Voici quelques façons parmi d’autres de faire ressortir les divergences entre les récits historiques de chacun des deux groupes:

  • Les Palestiniens sont devenus des réfugiés de manière violente. Tel que suggéré plus haut, la grande majorité des réfugiés palestiniens  sont devenus tels involontairement, sous la menace des armes à feu ou dans des conditions de guerre. À l’opposé, la plupart des personnes juives évacuées ont eu des semaines, des mois, voire même des années pour planifier leur émigration.
  • Dans la plupart des cas, les réfugiés palestiniens n'ont pas été  accueillis à titre de  citoyens dans leur pays d'accueil. Les juifs des pays arabes ont émigré principalement vers Israël, où ils ont été admis sans délai et sans condition, ainsi qu’en Europe, en Amérique du Nord et ailleurs.
  • Nombre de Palestiniens sont encore des réfugiés. En 2005, l'UNRWA – l'agence des Nations Unies affectée aux soins des réfugiés palestiniens – pourvoyait aux besoins de plus de 4,3 millions de Palestiniens. Parmi ceux-ci, 1,3 million vivent dans la pauvreté dans 59 camps de fortune, dans des logements dits « temporaires »[4]. Parce qu'ils sont apatrides, ces réfugiés sont privés de protection juridique et sociale. Aujourd'hui, il n’existe aucune communauté juive de réfugiés.
  • Les réfugiés palestiniens souhaitent toujours retourner à leur pays d'origine. Bien que d'innombrables rapports contradictoires aient été émis, Qumsiyeh[5] cite des sondages crédibles effectués auprès de l’ensemble de la diaspora palestinienne, qui indiquent que le retour en Palestine est au cœur des préoccupations des réfugiés palestiniens.
  • Les réfugiés palestiniens se sont toujours perçus comme tels. Les réfugiés palestiniens n'ont jamais tenté de faire valoir qu'ils n’étaient pas une population de réfugiés et ont toujours cherché la reconnaissance et la réparation de ce fait. Un grand nombre d'émigrants juifs en provenance des pays arabes ont nié avec véhémence qu'ils étaient des réfugiés, voyant en cela une position antisioniste[6].
  • Les Palestiniens n'ont jamais eu la chance de retourner à leurs foyers en Palestine. Bien qu’ils aient souhaité le contraire, les Palestiniens ont été empêchés par Israël de regagner leurs foyers en Palestine, alors que les Juifs ont eu l'occasion de retourner dans leur pays d'origine après qu’ils ont été déplacés[7].

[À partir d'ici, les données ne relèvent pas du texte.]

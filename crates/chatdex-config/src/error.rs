//! Error types for chatdex configuration.

use std::{io, path::PathBuf};

use thiserror::Error;
use toml::de;

/// Errors that can occur when loading or processing configuration.
#[derive(Debug, Error)]
pub enum ConfigError {
    /// Failed to read a configuration file.
    #[error("failed to read config file {path}: {source}")]
    ReadFile {
        /// Path to the file that could not be read.
        path: PathBuf,
        /// Underlying I/O error.
        source: io::Error,
    },

    /// Failed to parse TOML configuration.
    #[error("failed to parse config file {path}: {source}")]
    ParseToml {
        /// Path to the file that could not be parsed.
        path: PathBuf,
        /// Underlying TOML parse error.
        source: de::Error,
    },

    /// A setting holds a value the index cannot work with.
    #[error("invalid value for {key}: {message}")]
    Invalid {
        /// Dotted key of the offending setting, e.g. `registry.max_entries`.
        key: String,
        /// What is wrong with it.
        message: String,
    },

    /// Failed to determine home directory.
    #[error("could not determine home directory")]
    NoHomeDirectory,
}

impl ConfigError {
    /// Creates an invalid-setting error.
    pub(crate) fn invalid(key: &str, message: impl Into<String>) -> Self {
        Self::Invalid {
            key: key.to_string(),
            message: message.into(),
        }
    }
}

[1]   Benny Morris a écrit trois livres importants (1987, 1993, 2000) qui traitent de la dépossession des Palestiniens et qui sont basés sur des documents récemment déclassifiés des archives du gouvernement israélien et des sources militaires. Mazen Qusimeh résume certaines des conclusions de Morris dans son livre, Sharing the Land of Canaan: Human Rights and the Israeli-Palestinian Struggle.

[2]   Bien que les chercheurs s’entendent au sujet des communautés palestiniennes affectées, les chiffres cités par Morris sont inférieurs à ceux d’autres chercheurs en raison de la façon dont il définit et répartit les différentes localités.

[3]   Par exemple, voir: Beinin, Joel, The Dispersion of Egyptian Jewry: Culture, Politics, and the Formation of a Modern Diaspora, Berkeley: University of California Press, 1998.  Mendes, Philip, “The Forgotten Refugees: The Causes of the Post-1948 Jewish Exodus from Arab Countries”, 10 novembre 2003.  Laskier, Michael M., “Developments in the Jewish Communities of Morocco, 1956-76”, Middle Eastern Studies, 26.4 (octobre 1990): 465-505.  Segev, Tom. 1949: The First Israelis, New York: The Free Press, 1986.  Shohat, Ella, “Zionism from the Standpoint of its Jewish Victims”, Social Text 19-20 (1988): 1-35. 

[4]   Statistiques UNRWA, 31 mars, 2006.

[5]   Qumsiyeh, Mazen, Sharing the Land of Canaan: Human Rights and the Israeli-Palestinian Struggle.

[6]   Voir: Shenhave, Yehouda, “Hitching a ride on the Magic Carpet,” 15 août 2003, Haaretz.

[7]   Le 11 décembre 1975, l’Irak a placé des annonces pleine page dans plusieurs journaux à travers le monde (par exemple, le New York Times, le Toronto Star, Le Monde) invitant les 140 000 juifs nés en Irak mais vivant en Israël et ailleurs dans le monde à rentrer en Irak. En septembre 1977, quelques semaines avant son voyage historique en Israël, le président égyptien Sadat a invité les Égyptiens juifs à revenir en Égypte (voir le Chicago Daily News, septembre, 10-11).